The FBI was so busy trying to pin sketchy espionage charges on former President Donald Trump that they didn’t bother to do anything about an unstable maniac who had been on their radar for months. It bit them in the anatomy when their unfounded raid on Mar-a-Lago pushed Ricky Walter Shiffer Jr. over the edge. He armed himself heavily, then attempted to invade their Cincinnati field office.
FBI heavily fortified
Ricky Shiffer thought he had figured out a way to break through the bullet proof glass at the heavily fortified FBI field office in Cincinnati, Ohio. He brought a nail gun for that on Thursday, August 11. It didn’t work. He also brought an AR-15 style rifle.
Before ending his life in a shootout with authorities 35 miles away, the 42-year-old served in the Navy. He worked on nuclear submarines and held top-level security clearance. The bureau knew all about him.
After the fact, the Federal Bureau of Instigation admits that Shiffer “had been under FBI investigation for months.” They’ve been following his posts on social media but missed the one that said he was coming for them. “If you don´t hear from me, it is true I tried attacking the F.B.I.”
Loner gunman who attacked FBI office with a nail gun was a Navy veteran with top-secret clearance who accumulated several speeding tickets and was devoted to former President Trump. https://t.co/tz03JnjgPH
— NBC News (@NBCNews) August 13, 2022
Unlike Stephen Paddock, who had an incurable disease which Proctor & Gamble doesn’t want to talk about, the bureau admits they know exactly what Shiffer’s motive was. He posted on Truth Social admitting “he undertook the doomed attack in revenge for the FBI’s raid and search of Trump’s Mar-a-Lago residence earlier this week.”
Shiffer, the FBI reveals, “had been an enlisted sailor who served aboard the USS Columbia attack submarine.” They point out the job “requires top-secret clearance.” He also served proudly as “an infantryman in the Florida National Guard.”
After becoming a follower of “Q-Anon,” the bureau guided him into, or at the least watched without stopping, as Shiffer participated in the great barbarian insurrection of January 6, 2021.
Not specific and credible
The FBI confirmed that they had “been investigating Shiffer for months in connection with the U.S. Capitol riot and another matter, but the bureau said that it was not aware of a ‘specific and credible threat.‘”
They didn’t have one of those when they raided Trump either, but that’s a different story. After bureau security agents allowed him to escape, police chased him for 35 miles.
Knowing what was likely in store for him next, Shiffer pulled off the freeway in Clinton County and made his last stand. The feds later admitted that maybe they had more information about Shiffer than they coughed up earlier. They “also received a tip about Shiffer in May that was unconnected to the Capitol riot, and agents opened a separate inquiry.”

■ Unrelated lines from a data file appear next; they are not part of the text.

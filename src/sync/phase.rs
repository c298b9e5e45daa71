use std::fmt;

use serde::Serialize;

/// Phases of a sync run.
///
/// A run flows INIT → FETCHING → (SELECTING → TRANSLATING*)* → TERMINAL.
#[derive(Debug, Clone, Copy, PartialEq, Eq, Serialize)]
pub enum Phase {
    Init,
    Fetching,
    Selecting,
    Translating,
    Terminal,
}

impl fmt::Display for Phase {
    fn fmt(&self, f: &mut fmt::Formatter<'_>) -> fmt::Result {
        match self {
            Phase::Init => write!(f, "INIT"),
            Phase::Fetching => write!(f, "FETCHING"),
            Phase::Selecting => write!(f, "SELECTING"),
            Phase::Translating => write!(f, "TRANSLATING"),
            Phase::Terminal => write!(f, "TERMINAL"),
        }
    }
}

impl Phase {
    /// Whether a run in `self` may move on to `next`.
    pub fn can_advance_to(self, next: Phase) -> bool {
        matches!(
            (self, next),
            (Phase::Init, Phase::Fetching)
                | (Phase::Fetching, Phase::Selecting | Phase::Terminal)
                | (Phase::Selecting, Phase::Selecting | Phase::Translating | Phase::Terminal)
                | (Phase::Translating, Phase::Translating | Phase::Selecting | Phase::Terminal)
        )
    }
}

#[cfg(test)]
mod tests {
    use super::*;

    #[test]
    fn display_names() {
        assert_eq!(Phase::Init.to_string(), "INIT");
        assert_eq!(Phase::Translating.to_string(), "TRANSLATING");
        assert_eq!(Phase::Terminal.to_string(), "TERMINAL");
    }

    #[test]
    fn linear_flow_is_allowed() {
        assert!(Phase::Init.can_advance_to(Phase::Fetching));
        assert!(Phase::Fetching.can_advance_to(Phase::Selecting));
        assert!(Phase::Selecting.can_advance_to(Phase::Translating));
        assert!(Phase::Translating.can_advance_to(Phase::Selecting));
        assert!(Phase::Translating.can_advance_to(Phase::Terminal));
    }

    #[test]
    fn no_fetched_keys_goes_straight_to_terminal() {
        assert!(Phase::Fetching.can_advance_to(Phase::Terminal));
    }

    #[test]
    fn terminal_is_final() {
        for next in [
            Phase::Init,
            Phase::Fetching,
            Phase::Selecting,
            Phase::Translating,
            Phase::Terminal,
        ] {
            assert!(!Phase::Terminal.can_advance_to(next));
        }
    }

    #[test]
    fn cannot_translate_before_selecting() {
        assert!(!Phase::Fetching.can_advance_to(Phase::Translating));
        assert!(!Phase::Init.can_advance_to(Phase::Selecting));
    }
}
mod cli;
mod config;
mod deepl;
mod error;
mod logging;
mod lokalise;
mod orchestrator;
mod selector;
mod sync;
mod ui;
mod updater;

use std::process::ExitCode;

use anyhow::{Context, Result};
use clap::Parser;
use tracing::{debug, error};

use cli::{Cli, Command};
use config::LocsyncConfig;
use error::ConfigError;
use deepl::DeepLClient;
use lokalise::{LokaliseClient, PROJECT_ID};
use orchestrator::SyncOrchestrator;
use ui::Summary;

#[tokio::main(flavor = "current_thread")]
async fn main() -> ExitCode {
    dotenvy::dotenv().ok();
    let cli = Cli::parse();

    let config = LocsyncConfig::load(&cli.config);
    let log_config = config
        .as_ref()
        .map(|c| c.log.clone())
        .unwrap_or_default();
    if let Err(e) = logging::init(&log_config, cli.verbose) {
        eprintln!("{e:#}");
        return ExitCode::FAILURE;
    }

    let orchestrator = match config.map_err(anyhow::Error::from).and_then(|c| connect(&c)) {
        Ok(orchestrator) => orchestrator,
        Err(e) if e.is::<ConfigError>() => {
            error!("{e}");
            return ExitCode::FAILURE;
        }
        Err(e) => {
            error!("An unexpected error occurred: {e:#}");
            return ExitCode::FAILURE;
        }
    };

    run(&cli, &orchestrator).await;
    ExitCode::SUCCESS
}

/// Validate credentials and build both API clients. Nothing touches the
/// network until this has succeeded.
fn connect(config: &LocsyncConfig) -> Result<SyncOrchestrator<LokaliseClient, DeepLClient>> {
    let credentials = config.credentials()?;
    let store = LokaliseClient::new(
        credentials.lokalise_api_token,
        PROJECT_ID,
        config.request_timeout(),
    )
    .context("failed to build Lokalise client")?;
    let translator = DeepLClient::new(credentials.deepl_auth_key, config.request_timeout())
        .context("failed to build DeepL client")?;
    debug!(project = PROJECT_ID, deepl = translator.base_url(), "clients ready");

    Ok(SyncOrchestrator::new(store, translator))
}

async fn run(cli: &Cli, orchestrator: &SyncOrchestrator<LokaliseClient, DeepLClient>) {
    let summary = Summary::default();
    match cli.command {
        Command::Sync => {
            let report = orchestrator.run().await;
            summary.print_report(&report, cli.json);
        }
        Command::Pending => {
            let items = orchestrator.pending().await;
            summary.print_pending(&items, cli.json);
        }
    }
}
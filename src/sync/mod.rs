mod phase;
mod report;

pub use phase::Phase;
pub use report::{ItemOutcome, SyncReport, WorkItem};
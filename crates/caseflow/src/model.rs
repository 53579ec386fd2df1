//! Records shared by the outbox, trigger matcher and workflow engine.

use chrono::{DateTime, Utc};
use serde::{Deserialize, Serialize};
use serde_json::Value;
use uuid::Uuid;

/// Entry state used when a workflow definition does not name one.
pub const DEFAULT_ENTRY_STATE: &str = "open";

// ============================================================================
// Events
// ============================================================================

/// A domain event as written by business modules.
///
/// This is the shape handed from the outbox to the trigger matcher.
#[derive(Debug, Clone, PartialEq, Serialize, Deserialize)]
#[serde(rename_all = "camelCase")]
pub struct DomainEvent {
    pub tenant_id: Option<String>,
    pub topic: String,
    pub payload: Value,
}

impl DomainEvent {
    pub fn new(topic: impl Into<String>, payload: Value) -> Self {
        Self {
            tenant_id: None,
            topic: topic.into(),
            payload,
        }
    }

    pub fn with_tenant(mut self, tenant_id: impl Into<String>) -> Self {
        self.tenant_id = Some(tenant_id.into());
        self
    }

    /// Subject coordinates carried in the payload, if any.
    pub fn subject(&self) -> SubjectRef {
        SubjectRef::from_payload(&self.payload)
    }
}

/// A row of the outbox: a domain event plus its delivery bookkeeping.
///
/// `processed_at` is only ever set after a successful dispatch and
/// `attempts` counts every dispatch, successful or not.
#[derive(Debug, Clone, PartialEq, Serialize, Deserialize)]
#[serde(rename_all = "camelCase")]
pub struct OutboxEvent {
    pub id: Uuid,
    pub tenant_id: Option<String>,
    pub topic: String,
    pub payload: Value,
    pub created_at: DateTime<Utc>,
    pub processed_at: Option<DateTime<Utc>>,
    pub attempts: i32,
    pub last_error: Option<String>,
    /// Earliest time a failed event may be selected again.
    pub next_attempt_at: Option<DateTime<Utc>>,
    /// Set once the event is classified as permanently failed.
    pub dead_lettered_at: Option<DateTime<Utc>>,
}

impl OutboxEvent {
    /// A fresh, never dispatched outbox row.
    pub fn pending(event: DomainEvent, created_at: DateTime<Utc>) -> Self {
        Self {
            id: Uuid::new_v4(),
            tenant_id: event.tenant_id,
            topic: event.topic,
            payload: event.payload,
            created_at,
            processed_at: None,
            attempts: 0,
            last_error: None,
            next_attempt_at: None,
            dead_lettered_at: None,
        }
    }

    pub fn domain_event(&self) -> DomainEvent {
        DomainEvent {
            tenant_id: self.tenant_id.clone(),
            topic: self.topic.clone(),
            payload: self.payload.clone(),
        }
    }

    pub fn is_processed(&self) -> bool {
        self.processed_at.is_some()
    }

    pub fn is_dead_lettered(&self) -> bool {
        self.dead_lettered_at.is_some()
    }

    /// Whether the drain loop may select this row at `now`.
    pub fn is_due(&self, now: DateTime<Utc>) -> bool {
        !self.is_processed()
            && !self.is_dead_lettered()
            && self.next_attempt_at.map_or(true, |at| at <= now)
    }
}

/// The business entity an event or instance concerns.
///
/// Extracted leniently from event payloads: a missing or non-scalar field
/// is `None` and simply fails to match triggers expecting it.
#[derive(Debug, Clone, Default, PartialEq, Eq)]
pub struct SubjectRef {
    pub schema: Option<String>,
    pub model: Option<String>,
    pub id: Option<String>,
}

impl SubjectRef {
    pub fn from_payload(payload: &Value) -> Self {
        Self {
            schema: scalar_field(payload, "subjectSchema"),
            model: scalar_field(payload, "subjectModel"),
            id: scalar_field(payload, "subjectId"),
        }
    }
}

fn scalar_field(payload: &Value, key: &str) -> Option<String> {
    match payload.get(key)? {
        Value::String(s) => Some(s.clone()),
        Value::Number(n) => Some(n.to_string()),
        Value::Bool(b) => Some(b.to_string()),
        _ => None,
    }
}

// ============================================================================
// Triggers and workflows
// ============================================================================

/// A standing subscription starting `workflow_id` when a matching event arrives.
///
/// A `None` tenant marks a tenant-independent trigger.
#[derive(Debug, Clone, PartialEq, Eq, Serialize, Deserialize)]
#[serde(rename_all = "camelCase")]
pub struct WorkflowTrigger {
    pub id: String,
    pub tenant_id: Option<String>,
    pub subject_schema: String,
    pub subject_model: String,
    pub event_key: String,
    pub active: bool,
    pub workflow_id: String,
}

#[derive(Debug, Clone, PartialEq, Eq, Serialize, Deserialize)]
#[serde(rename_all = "camelCase")]
pub struct WorkflowState {
    pub key: String,
    pub name: String,
    pub terminal: bool,
}

/// A directed edge of a workflow graph. Order within a workflow matters.
#[derive(Debug, Clone, PartialEq, Eq, Serialize, Deserialize)]
#[serde(rename_all = "camelCase")]
pub struct WorkflowTransition {
    pub from_state_key: String,
    pub to_state_key: String,
}

impl WorkflowTransition {
    pub fn new(from: impl Into<String>, to: impl Into<String>) -> Self {
        Self {
            from_state_key: from.into(),
            to_state_key: to.into(),
        }
    }
}

/// A named state machine definition with its states and ordered transitions.
///
/// Transition keys are not checked against `states`; the engine only ever
/// follows transitions.
#[derive(Debug, Clone, PartialEq, Serialize, Deserialize)]
#[serde(rename_all = "camelCase")]
pub struct Workflow {
    pub id: String,
    pub name: String,
    pub definition: Value,
    pub states: Vec<WorkflowState>,
    pub transitions: Vec<WorkflowTransition>,
}

impl Workflow {
    /// The state new instances start in: `definition.entry`, else `"open"`.
    pub fn entry_state(&self) -> &str {
        self.definition
            .get("entry")
            .and_then(Value::as_str)
            .unwrap_or(DEFAULT_ENTRY_STATE)
    }

    /// First transition, in stored order, leaving `state_key`.
    pub fn next_transition(&self, state_key: &str) -> Option<&WorkflowTransition> {
        self.transitions
            .iter()
            .find(|t| t.from_state_key == state_key)
    }

    pub fn state(&self, key: &str) -> Option<&WorkflowState> {
        self.states.iter().find(|s| s.key == key)
    }
}

// ============================================================================
// Instances
// ============================================================================

/// One execution of a workflow against one subject.
#[derive(Debug, Clone, PartialEq, Eq, Serialize, Deserialize)]
#[serde(rename_all = "camelCase")]
pub struct WorkflowInstance {
    pub id: Uuid,
    pub workflow_id: String,
    pub tenant_id: Option<String>,
    pub subject_schema: String,
    pub subject_model: String,
    pub subject_id: String,
    pub state_key: String,
    pub created_at: DateTime<Utc>,
    pub updated_at: DateTime<Utc>,
}
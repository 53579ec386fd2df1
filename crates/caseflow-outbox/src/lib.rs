//! Transactional outbox drain for caseflow.
//!
//! Business modules append [`caseflow::DomainEvent`]s to an
//! [`caseflow::OutboxStore`] inside their own transactions. An
//! [`OutboxPoller`] then delivers them, oldest first, to an
//! [`caseflow::EventHandler`] (normally the [`caseflow::TriggerMatcher`]).
//!
//! # Delivery
//!
//! - **At-least-once**: an event is marked processed only after its handler
//!   succeeded; a crash in between redelivers it
//! - **Isolated failures**: a failing event is recorded and the rest of the
//!   batch continues
//! - **One drain at a time**: the loop awaits each drain before the next
//!   tick, and concurrent [`OutboxPoller::drain_once`] calls are skipped
//!
//! Failed events are retried according to the [`RetryPolicy`]. Non-retryable
//! failures, and retryable ones past `max_attempts`, are dead-lettered.
//!
//! # Usage
//!
//! ```rust,ignore
//! use caseflow_outbox::{DrainConfig, OutboxPoller, RetryPolicy};
//!
//! let config = DrainConfig::default().with_retry(RetryPolicy::bounded(10));
//! let poller = OutboxPoller::new(store, Arc::new(matcher), config);
//! let handle = poller.start();
//!
//! // ... on shutdown
//! handle.shutdown().await;
//! ```

mod config;
mod poller;
mod report;

pub use config::{
    Backoff, DrainConfig, RetryPolicy, DEFAULT_BATCH_SIZE, DEFAULT_INTERVAL, MAX_BACKOFF,
};
pub use poller::{OutboxPoller, PollerHandle};
pub use report::{DispatchOutcome, DrainReport};
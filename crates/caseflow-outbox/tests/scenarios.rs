//! Outbox → trigger → workflow, end to end over the in-memory store.

use caseflow::{AdvanceRequest, AuditAction, DomainEvent, StartRequest, TenantScope, WorkflowError};
use caseflow_outbox::{DrainConfig, OutboxPoller};
use caseflow_testing::fixtures::{case_created, case_workflow, subject_payload, trigger, with_entry};
use caseflow_testing::TestHarness;
use uuid::Uuid;

fn poller(harness: &TestHarness) -> OutboxPoller {
    OutboxPoller::new(
        harness.store.clone(),
        harness.matcher.clone(),
        DrainConfig::default(),
    )
}

#[tokio::test]
async fn matching_event_starts_workflow_at_open() {
    let harness = TestHarness::new()
        .workflow(case_workflow("wf1"))
        .trigger(trigger("trg1", Some("t1"), "wf1"));
    let event = harness.enqueue(case_created("t1", "c1")).await;

    let report = poller(&harness).drain_once().await;
    assert_eq!(report.processed, 1);

    let instances = harness.store.instances();
    assert_eq!(instances.len(), 1);
    let instance = &instances[0];
    assert_eq!(instance.workflow_id, "wf1");
    assert_eq!(instance.state_key, "open");
    assert_eq!(instance.tenant_id.as_deref(), Some("t1"));
    assert_eq!(instance.subject_id, "c1");

    let audit = harness.store.audit_entries();
    assert_eq!(audit.len(), 1);
    assert_eq!(audit[0].action, AuditAction::WorkflowStart);
    assert_eq!(audit[0].target_id, instance.id.to_string());

    let row = harness.store.outbox_event(event.id).unwrap();
    assert!(row.processed_at.is_some());
    assert_eq!(row.attempts, 1);
}

#[tokio::test]
async fn advance_walks_to_terminal_state() {
    let harness = TestHarness::new().workflow(case_workflow("wf1"));
    let instance = harness
        .engine
        .start(StartRequest::new("wf1", "service", "Case", "c1", "open"))
        .await
        .unwrap();

    let mut states = Vec::new();
    for _ in 0..3 {
        let step = harness
            .engine
            .advance(AdvanceRequest::new(instance.id))
            .await
            .unwrap();
        states.push(step.state_key);
    }

    assert_eq!(states, vec!["in_progress", "resolved", "resolved"]);
    // start + two effective advances; the terminal no-op is not audited
    assert_eq!(harness.engine.audit_trail(instance.id).await.unwrap().len(), 3);
}

#[tokio::test]
async fn advance_selection_is_deterministic() {
    let harness = TestHarness::new().workflow(caseflow_testing::fixtures::workflow(
        "wf1",
        &[("open", "review"), ("open", "rejected"), ("review", "done")],
    ));

    let mut next_states = Vec::new();
    for subject in ["c1", "c2", "c3"] {
        let instance = harness
            .engine
            .start(StartRequest::new("wf1", "service", "Case", subject, "open"))
            .await
            .unwrap();
        let step = harness
            .engine
            .advance(AdvanceRequest::new(instance.id))
            .await
            .unwrap();
        next_states.push(step.state_key);
    }

    assert_eq!(next_states, vec!["review", "review", "review"]);
}

#[tokio::test]
async fn advance_unknown_instance_changes_nothing() {
    let harness = TestHarness::new().workflow(case_workflow("wf1"));
    let unknown = Uuid::new_v4();

    let err = harness
        .engine
        .advance(AdvanceRequest::new(unknown))
        .await
        .unwrap_err();

    assert!(matches!(err, WorkflowError::InstanceNotFound(id) if id == unknown));
    assert!(harness.store.instances().is_empty());
    assert!(harness.store.audit_entries().is_empty());
}

#[tokio::test]
async fn custom_entry_and_global_triggers() {
    let harness = TestHarness::new()
        .workflow(case_workflow("wf1"))
        .workflow(with_entry(case_workflow("wf2"), "in_progress"))
        .trigger(trigger("tenant", Some("t1"), "wf1"))
        .trigger(trigger("global", None, "wf2"));
    harness.enqueue(case_created("t1", "c1")).await;
    harness.enqueue(case_created("t2", "c2")).await;

    poller(&harness).drain_once().await;

    let mut started: Vec<_> = harness
        .store
        .instances()
        .into_iter()
        .map(|i| (i.subject_id, i.workflow_id, i.state_key))
        .collect();
    started.sort();
    assert_eq!(
        started,
        vec![
            ("c1".to_string(), "wf1".to_string(), "open".to_string()),
            ("c1".to_string(), "wf2".to_string(), "in_progress".to_string()),
            ("c2".to_string(), "wf2".to_string(), "in_progress".to_string()),
        ]
    );
}

#[tokio::test]
async fn exact_scope_harness_ignores_global_triggers() {
    let harness = TestHarness::with_tenant_scope(TenantScope::Exact)
        .workflow(case_workflow("wf1"))
        .trigger(trigger("global", None, "wf1"));
    harness.enqueue(case_created("t1", "c1")).await;

    let report = poller(&harness).drain_once().await;

    assert_eq!(report.processed, 1);
    assert!(harness.store.instances().is_empty());
}

#[tokio::test]
async fn unrelated_events_are_processed_without_starts() {
    let harness = TestHarness::new()
        .workflow(case_workflow("wf1"))
        .trigger(trigger("trg1", Some("t1"), "wf1"));
    harness
        .enqueue(DomainEvent::new("invoice.paid", subject_payload("billing", "Invoice", "i1")).with_tenant("t1"))
        .await;
    harness
        .enqueue(DomainEvent::new("case.created", serde_json::json!({"note": "no subject"})))
        .await;

    let report = poller(&harness).drain_once().await;

    assert_eq!(report.processed, 2);
    assert!(harness.store.instances().is_empty());
}

#[tokio::test]
async fn trigger_with_missing_workflow_is_dead_lettered() {
    let harness = TestHarness::new().trigger(trigger("trg1", Some("t1"), "wf-missing"));
    let event = harness.enqueue(case_created("t1", "c1")).await;

    let report = poller(&harness).drain_once().await;

    assert_eq!(report.dead_lettered, 1);
    let row = harness.store.outbox_event(event.id).unwrap();
    assert!(row.dead_lettered_at.is_some());
    assert!(row.processed_at.is_none());
    assert_eq!(
        row.last_error.as_deref(),
        Some("trigger trg1 references missing workflow wf-missing")
    );
}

They aren’t talking about it because they may have been suggesting he do illegal things in social media exchanges or something. “Without specifying the nature of the second investigation, the FBI said that it had tried to interview Shiffer repeatedly but had failed to locate him.”
He had no trouble finding the FBI on Thursday. Neighbors who live near Shiffer’s apartment in Columbus told the New York Times that federal agents had visited several weeks ago and asked about Shiffer, including when he usually left home for the day and returned.
Too bad they were so busy framing Donald Trump that they never went back to check on him.